Start of Block

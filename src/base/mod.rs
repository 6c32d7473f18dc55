//! Event and async building blocks shared by the IPC and lifecycle layers.
//!
//! - [`event`]: [`Emitter`]/[`Event`] with lazy derived events and native-source adapters.
//! - [`dispose`]: [`Subscription`] handles and [`DisposableStore`].
//! - [`barrier`]: one-shot [`Barrier`].
//! - [`timeout`]: cancellable [`DisposableTimeout`].

pub mod barrier;
pub mod dispose;
pub mod event;
pub mod timeout;

pub use barrier::Barrier;
pub use dispose::{DisposableStore, Subscription};
pub use event::{Emitter, EmitterOptions, Event, ExternalSource, Listener, ListenerToken};
pub use timeout::DisposableTimeout;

End of Block

» Task brief:
Without altering a single word, transcribe the entries above.

» Expected output:
filename src/base/mod.rs
repository 6c32d7473f18dc55
//! Event and async building blocks shared by the IPC and lifecycle layers.
//!
//! - [`event`]: [`Emitter`]/[`Event`] with lazy derived events and native-source adapters.
//! - [`dispose`]: [`Subscription`] handles and [`DisposableStore`].
//! - [`barrier`]: one-shot [`Barrier`].
//! - [`timeout`]: cancellable [`DisposableTimeout`].

pub mod barrier;
pub mod dispose;
pub mod event;
pub mod timeout;

pub use barrier::Barrier;
pub use dispose::{DisposableStore, Subscription};
pub use event::{Emitter, EmitterOptions, Event, ExternalSource, Listener, ListenerToken};
pub use timeout::DisposableTimeout;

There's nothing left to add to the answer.